Patent · US Expired

Process for producing a product with an intensified beer flavor

US5405624A · kind A · utility

17Cited by
8References
17Claims
0Family size

Assignee

Inventors

Key dates

Filing dateNov 5, 1993
Grant dateApr 11, 1995
Priority date
Expiry dateNov 5, 2013

Classification

  • Technology area (CPC C)Chemistry; Metallurgy
  • CPC primaryC12H3/00
  • WIPO fieldFood chemistry
  • WIPO sectorChemistry

Abstract

A process for producing a product with an intensified beer flavor is disclosed.
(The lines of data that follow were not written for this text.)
//! Serializable description of an item world.
//!
//! Worlds are written in RON: characters carry their wielded and worn items
//! as nested specs, tiles carry ground and vehicle items, and every item spec
//! carries its pockets' contents.

use std::fs;
use std::path::Path;

use satchel_common::{
    CharacterId, Color, ItemRef, SatchelError, SatchelResult, SchemaVersion, Tripoint, WorldResult,
};
use serde::{Deserialize, Serialize};
use tracing::{debug, info, warn};

use crate::category::ItemCategory;
use crate::world::{
    Character, Item, ItemFlags, ItemWorld, Location, Phase, Pocket, PocketKind, Tile, TradeProfile, VehicleCargo,
};

/// Root of a world file.
#[derive(Debug, Clone, PartialEq, Serialize, Deserialize)]
#[serde(default)]
pub struct WorldSpec {
    /// Format version
    pub version: SchemaVersion,
    /// Extra category definitions
    pub categories: Vec<ItemCategory>,
    /// Characters with their equipment
    pub characters: Vec<CharacterSpec>,
    /// Tiles with their items
    pub tiles: Vec<TileSpec>,
}

impl Default for WorldSpec {
    fn default() -> Self {
        Self {
            version: SchemaVersion::WORLD_FILE,
            categories: Vec::new(),
            characters: Vec::new(),
            tiles: Vec::new(),
        }
    }
}

/// A character and what it carries.
#[derive(Debug, Clone, PartialEq, Serialize, Deserialize)]
#[serde(default)]
pub struct CharacterSpec {
    /// Character id; 0 is the player
    pub id: u32,
    /// Display name
    pub name: String,
    /// Standing position
    pub position: Tripoint,
    /// Carry weight limit in grams
    pub max_weight_g: u32,
    /// Can break frozen liquids loose
    pub can_crush_frozen: bool,
    /// Trading attitudes
    pub trade: TradeProfile,
    /// Item in hands
    pub wielded: Option<ItemSpec>,
    /// Worn items, outermost last
    pub worn: Vec<ItemSpec>,
}

impl Default for CharacterSpec {
    fn default() -> Self {
        Self {
            id: 0,
            name: "You".to_string(),
            position: Tripoint::default(),
            max_weight_g: 50_000,
            can_crush_frozen: false,
            trade: TradeProfile::default(),
            wielded: None,
            worn: Vec::new(),
        }
    }
}

/// Vehicle cargo on a tile.
#[derive(Debug, Clone, PartialEq, Default, Serialize, Deserialize)]
#[serde(default)]
pub struct VehicleSpec {
    /// Part name
    pub name: String,
    /// Cargo
    pub items: Vec<ItemSpec>,
}

/// A map tile.
#[derive(Debug, Clone, PartialEq, Serialize, Deserialize)]
#[serde(default)]
pub struct TileSpec {
    /// Tile position
    pub position: Tripoint,
    /// Terrain name
    pub name: String,
    /// Reachable without obstacles
    pub accessible: bool,
    /// Items on the ground
    pub items: Vec<ItemSpec>,
    /// Optional vehicle cargo
    pub vehicle: Option<VehicleSpec>,
}

impl Default for TileSpec {
    fn default() -> Self {
        Self {
            position: Tripoint::default(),
            name: "ground".to_string(),
            accessible: true,
            items: Vec::new(),
            vehicle: None,
        }
    }
}

/// One pocket and its contents.
#[derive(Debug, Clone, PartialEq, Default, Serialize, Deserialize)]
#[serde(default)]
pub struct PocketSpec {
    /// Pocket kind
    pub kind: PocketKind,
    /// Volume limit
    pub max_volume_ml: u32,
    /// Weight limit
    pub max_weight_g: u32,
    /// Length limit, 0 for none
    pub max_length_mm: u32,
    /// Does not grow with contents
    pub rigid: bool,
    /// Holds liquids
    pub watertight: bool,
    /// Folded in hierarchy views
    pub collapsed: bool,
    /// Items inside
    pub contents: Vec<ItemSpec>,
}

/// One item, spawned `count` times.
#[derive(Debug, Clone, PartialEq, Serialize, Deserialize)]
#[serde(default)]
pub struct ItemSpec {
    /// Type id
    pub type_id: String,
    /// Display name, defaults to the type id
    pub name: Option<String>,
    /// Natural category
    pub category: String,
    /// Display color
    pub color: Color,
    /// Number of copies to spawn
    pub count: u32,
    /// Charges for items counted by charges
    pub charges: Option<u32>,
    /// Favorite flag
    pub favorite: bool,
    /// User-assigned letter
    pub invlet: Option<char>,
    /// Matter phase
    pub phase: Phase,
    /// Frozen liquid
    pub frozen: bool,
    /// Behaviour flags
    pub flags: ItemFlags,
    /// Relic identity
    pub relic: Option<String>,
    /// Weight per unit
    pub weight_g: u32,
    /// Volume per unit
    pub volume_ml: u32,
    /// Length
    pub length_mm: u32,
    /// Value per unit in cents
    pub price: i64,
    /// Owning character id
    pub owner: Option<u32>,
    /// Pockets with contents
    pub pockets: Vec<PocketSpec>,
}

impl Default for ItemSpec {
    fn default() -> Self {
        Self {
            type_id: String::new(),
            name: None,
            category: "other".to_string(),
            color: Color::default(),
            count: 1,
            charges: None,
            favorite: false,
            invlet: None,
            phase: Phase::Solid,
            frozen: false,
            flags: ItemFlags::default(),
            relic: None,
            weight_g: 0,
            volume_ml: 0,
            length_mm: 0,
            price: 0,
            owner: None,
            pockets: Vec::new(),
        }
    }
}

impl ItemSpec {
    fn to_item(&self) -> Item {
        let mut item = Item::new(
            self.type_id.clone(),
            self.name.clone().unwrap_or_else(|| self.type_id.clone()),
            self.category.clone(),
        );
        item.color = self.color;
        item.charges = self.charges;
        item.favorite = self.favorite;
        item.invlet = self.invlet;
        item.phase = self.phase;
        item.frozen = self.frozen;
        item.flags = self.flags;
        item.relic.clone_from(&self.relic);
        item.weight_g = self.weight_g;
        item.volume_ml = self.volume_ml;
        item.length_mm = self.length_mm;
        item.price = self.price;
        item.owner = self.owner.map(CharacterId::new);
        item.pockets = self
            .pockets
            .iter()
            .map(|p| Pocket {
                kind: p.kind,
                collapsed: p.collapsed,
                max_volume_ml: p.max_volume_ml,
                max_weight_g: p.max_weight_g,
                max_length_mm: p.max_length_mm,
                rigid: p.rigid,
                watertight: p.watertight,
                contents: Vec::new(),
            })
            .collect();
        item
    }

    /// Spawns every copy and, recursively, the contents.
    fn spawn(&self, world: &mut ItemWorld, at: Location) -> WorldResult<Vec<ItemRef>> {
        if self.count == 0 {
            warn!("Item spec {} has count 0, skipping", self.type_id);
        }
        let mut spawned = Vec::with_capacity(self.count as usize);
        for _ in 0..self.count {
            let item = world.spawn(self.to_item(), at)?;
            for (pocket, spec) in self.pockets.iter().enumerate() {
                for content in &spec.contents {
                    content.spawn(world, Location::Contained { parent: item, pocket })?;
                }
            }
            spawned.push(item);
        }
        Ok(spawned)
    }
}

impl WorldSpec {
    /// Parses a RON world description.
    pub fn from_ron(text: &str) -> SatchelResult<Self> {
        let spec: Self = ron::from_str(text).map_err(|e| SatchelError::Serialization(e.to_string()))?;
        if !SchemaVersion::WORLD_FILE.is_compatible_with(&spec.version) {
            return Err(SatchelError::VersionMismatch {
                expected: SchemaVersion::WORLD_FILE.to_string(),
                actual: spec.version.to_string(),
            });
        }
        Ok(spec)
    }

    /// Reads a RON world file.
    pub fn load(path: impl AsRef<Path>) -> SatchelResult<Self> {
        let path = path.as_ref();
        let text = fs::read_to_string(path)?;
        let spec = Self::from_ron(&text)?;
        info!(
            "Loaded world {} ({} characters, {} tiles)",
            path.display(),
            spec.characters.len(),
            spec.tiles.len()
        );
        Ok(spec)
    }

    /// Writes the description as pretty RON.
    pub fn to_ron(&self) -> SatchelResult<String> {
        ron::ser::to_string_pretty(self, ron::ser::PrettyConfig::default())
            .map_err(|e| SatchelError::Serialization(e.to_string()))
    }

    /// Builds the item graph.
    pub fn build(&self) -> WorldResult<ItemWorld> {
        let mut world = ItemWorld::new();
        for category in &self.categories {
            world.add_category(category.clone());
        }
        for tile in &self.tiles {
            world.add_tile(
                tile.position,
                Tile {
                    name: tile.name.clone(),
                    accessible: tile.accessible,
                    items: Vec::new(),
                    vehicle: tile.vehicle.as_ref().map(|v| VehicleCargo {
                        name: v.name.clone(),
                        items: Vec::new(),
                    }),
                },
            );
        }
        for spec in &self.characters {
            let id = CharacterId::new(spec.id);
            let mut character = Character::new(id, spec.name.clone(), spec.position);
            character.max_weight_g = spec.max_weight_g;
            character.can_crush_frozen = spec.can_crush_frozen;
            character.trade = spec.trade;
            world.add_character(character);
            if let Some(wielded) = &spec.wielded {
                wielded.spawn(&mut world, Location::Wielded(id))?;
            }
            for worn in &spec.worn {
                worn.spawn(&mut world, Location::Worn(id))?;
            }
        }
        for tile in &self.tiles {
            for item in &tile.items {
                item.spawn(&mut world, Location::Map(tile.position))?;
            }
            if let Some(vehicle) = &tile.vehicle {
                for item in &vehicle.items {
                    item.spawn(&mut world, Location::Vehicle(tile.position))?;
                }
            }
        }
        debug!("Built world with {} items", world.len());
        Ok(world)
    }
}

#[cfg(test)]
mod tests {
    use super::*;

    const CAMP: &str = r#"
(
    characters: [
        (
            id: 0,
            name: "You",
            wielded: Some((type_id: "knife", category: "tools", weight_g: 200)),
            worn: [
                (
                    type_id: "backpack",
                    category: "clothing",
                    pockets: [
                        (
                            max_volume_ml: 15000,
                            max_weight_g: 30000,
                            contents: [
                                (type_id: "coin", name: Some("silver coin"), count: 3, price: 100),
                                (type_id: "arrow", charges: Some(20), category: "ammo"),
                            ],
                        ),
                    ],
                ),
            ],
        ),
        (id: 1, name: "Hector", position: (x: 1, y: 0, z: 0), trade: (shopkeeper: true)),
    ],
    tiles: [
        (position: (x: 0, y: 1, z: 0), name: "grass", items: [(type_id: "rock", count: 2)]),
        (
            position: (x: 1, y: 1, z: 0),
            vehicle: Some((name: "trunk", items: [(type_id: "tire")])),
        ),
    ],
)
"#;

    #[test]
    fn test_build_camp() {
        let spec = WorldSpec::from_ron(CAMP).expect("parse");
        let world = spec.build().expect("build");
        let you = world.character(CharacterId::PLAYER).expect("you");
        assert!(you.wielded.is_some());
        assert_eq!(you.worn.len(), 1);
        let pack = you.worn[0];
        assert_eq!(world.contents(pack).len(), 4);
        let coin = world.contents(pack)[0];
        assert_eq!(world.get(coin).map(|c| c.name.as_str()), Some("silver coin"));

        let hector = world.character(CharacterId::new(1)).expect("hector");
        assert!(hector.trade.shopkeeper);
        assert!(hector.npc);

        let grass = world.tile(Tripoint::new(0, 1, 0)).expect("grass");
        assert_eq!(grass.name, "grass");
        assert_eq!(grass.items.len(), 2);
        let trunk = world
            .tile(Tripoint::new(1, 1, 0))
            .and_then(|t| t.vehicle.as_ref())
            .expect("trunk");
        assert_eq!(trunk.items.len(), 1);
    }

    #[test]
    fn test_ron_roundtrip_keeps_spec() {
        let spec = WorldSpec::from_ron(CAMP).expect("parse");
        let text = spec.to_ron().expect("write");
        assert_eq!(WorldSpec::from_ron(&text).expect("reparse"), spec);
    }

    #[test]
    fn test_newer_major_version_rejected() {
        let err = WorldSpec::from_ron("(version: (major: 2, minor: 0, patch: 0))").expect_err("version");
        assert!(matches!(err, SatchelError::VersionMismatch { .. }));
    }

    #[test]
    fn test_load_from_file() {
        let dir = tempfile::tempdir().expect("tempdir");
        let path = dir.path().join("camp.ron");
        fs::write(&path, CAMP).expect("write");
        let spec = WorldSpec::load(&path).expect("load");
        assert_eq!(spec.characters.len(), 2);
    }

    #[test]
    fn test_tile_items_spawn_with_contents() {
        let spec = WorldSpec {
            characters: vec![CharacterSpec::default()],
            tiles: vec![TileSpec {
                items: vec![ItemSpec {
                    type_id: "box".to_string(),
                    pockets: vec![PocketSpec {
                        contents: vec![ItemSpec {
                            type_id: "ball".to_string(),
                            ..ItemSpec::default()
                        }],
                        ..PocketSpec::default()
                    }],
                    ..ItemSpec::default()
                }],
                ..TileSpec::default()
            }],
            ..WorldSpec::default()
        };
        let world = spec.build().expect("build");
        assert_eq!(world.len(), 2);
    }
}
The process comprises: steeping barley with water to produce steeped-out barley; treating the steeped-out barley with an enzyme promoter; preferably gibberellic acid; germinating the steeped-out barley to produce a green malt; heating the green malt to 70-89 C. for 0.5 to 3 hours while maintaining the moisture content of the green malt at 30-55 weight percent; drying the heated green malt to produce dried malt, the dried malt having a moisture content of 3.5-5.5 weight percent; making a mash from the dried malt by grinding and adding brewing water, thus producing a wort and a residue; separating the wort from the residue; boiling the wort to produce boiled wort; cooling and pitching the boiled wort with yeast to produce pitched wort; and fermenting the pitched wort to produce the product with an intensified beer flavor.